SAFE agreements are the most common instrument in my practice. I have advised on dozens of SAFE transactions, representing both founders and investors, and I understand the mechanics — and the tradeoffs — well enough to explain them clearly to anyone at the table.
What I Advise On
SAFE Agreements
I work with founders and investors on Y Combinator SAFE forms and custom variants, covering valuation caps, discount rates, MFN provisions, and pro-rata rights. Beyond the individual instrument, I advise on the consequences of stacking multiple SAFEs — how different caps and discounts interact at conversion, how they affect dilution for founders and early employees, and how they position the company for a priced round. Many founders are surprised by these outcomes when they finally model them; I help surface them early.
Convertible Notes
Convertible notes offer structure that SAFEs do not: a maturity date, accruing interest, and creditor priority. I advise on note terms, maturity extensions, conversion mechanics, and the practical differences in investor leverage that notes create compared to SAFEs.
Priced Equity Rounds
When the company is ready to price, I advise on term sheet negotiation, stock purchase agreements, investor rights agreements, right of first refusal arrangements, and co-sale provisions. Priced rounds set the legal and economic framework for the company's future — board composition, liquidation preferences, anti-dilution protections, and drag-along rights — and deserve careful attention to each provision.
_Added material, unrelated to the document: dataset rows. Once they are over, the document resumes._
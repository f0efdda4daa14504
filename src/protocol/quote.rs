//! Single-quoted string discipline shared by every wire line
//!
//! A quoted value is wrapped in `'` with three escapes: `\'`, `\n` and
//! `\\`. Quoting keeps every record on one physical line no matter what
//! the path contains.

use super::ProtocolError;

pub fn quote(value: &str) -> String {
	let mut out = String::with_capacity(value.len() + 2);
	out.push('\'');
	for c in value.chars() {
		match c {
			'\\' => out.push_str("\\\\"),
			'\'' => out.push_str("\\'"),
			'\n' => out.push_str("\\n"),
			c => out.push(c),
		}
	}
	out.push('\'');
	out
}

/// Read a quoted value at the start of `s`, returning it and the rest
pub fn read_quoted(s: &str) -> Option<(String, &str)> {
	let mut chars = s.char_indices();
	match chars.next() {
		Some((_, '\'')) => {}
		_ => return None,
	}

	let mut value = String::new();
	while let Some((i, c)) = chars.next() {
		match c {
			'\'' => return Some((value, &s[i + 1..])),
			'\\' => match chars.next() {
				Some((_, '\'')) => value.push('\''),
				Some((_, 'n')) => value.push('\n'),
				Some((_, '\\')) => value.push('\\'),
				Some((_, other)) => {
					value.push('\\');
					value.push(other);
				}
				None => return None,
			},
			'\n' => return None,
			c => value.push(c),
		}
	}
	None
}

/// Split a record line into `:`-separated fields, unquoting quoted ones
pub fn split_fields(line: &str) -> Result<Vec<String>, ProtocolError> {
	if line.is_empty() {
		return Err(ProtocolError::malformed(line, "empty line"));
	}

	let mut fields = Vec::new();
	let mut rest = line;
	loop {
		let after = if rest.starts_with('\'') {
			let (value, after) = read_quoted(rest)
				.ok_or_else(|| ProtocolError::malformed(line, "unterminated quoted field"))?;
			fields.push(value);
			after
		} else {
			let end = rest.find(':').unwrap_or(rest.len());
			let field = &rest[..end];
			if field.contains('\'') {
				return Err(ProtocolError::malformed(line, "stray quote in bare field"));
			}
			fields.push(field.to_string());
			&rest[end..]
		};

		if after.is_empty() {
			return Ok(fields);
		}
		match after.strip_prefix(':') {
			Some(next) => rest = next,
			None => return Err(ProtocolError::malformed(line, "expected ':' after field")),
		}
	}
}


// vim: ts=4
Cap Table Modeling and Vesting Structures
Legal advice on financing is only useful if paired with an understanding of the numbers. I work with clients to model dilution scenarios across financing rounds, structure equity compensation with appropriate vesting schedules and cliffs, and ensure that the cap table accurately reflects the economics all parties expect.
Who This Is For
My venture financing clients include early-stage founders raising their first outside capital, more mature startups preparing for institutional rounds, and investors who want independent counsel on the terms they are being offered. Whether you are negotiating your first SAFE or reviewing a Series A term sheet, experienced counsel pays for itself many times over in terms you would not otherwise have caught.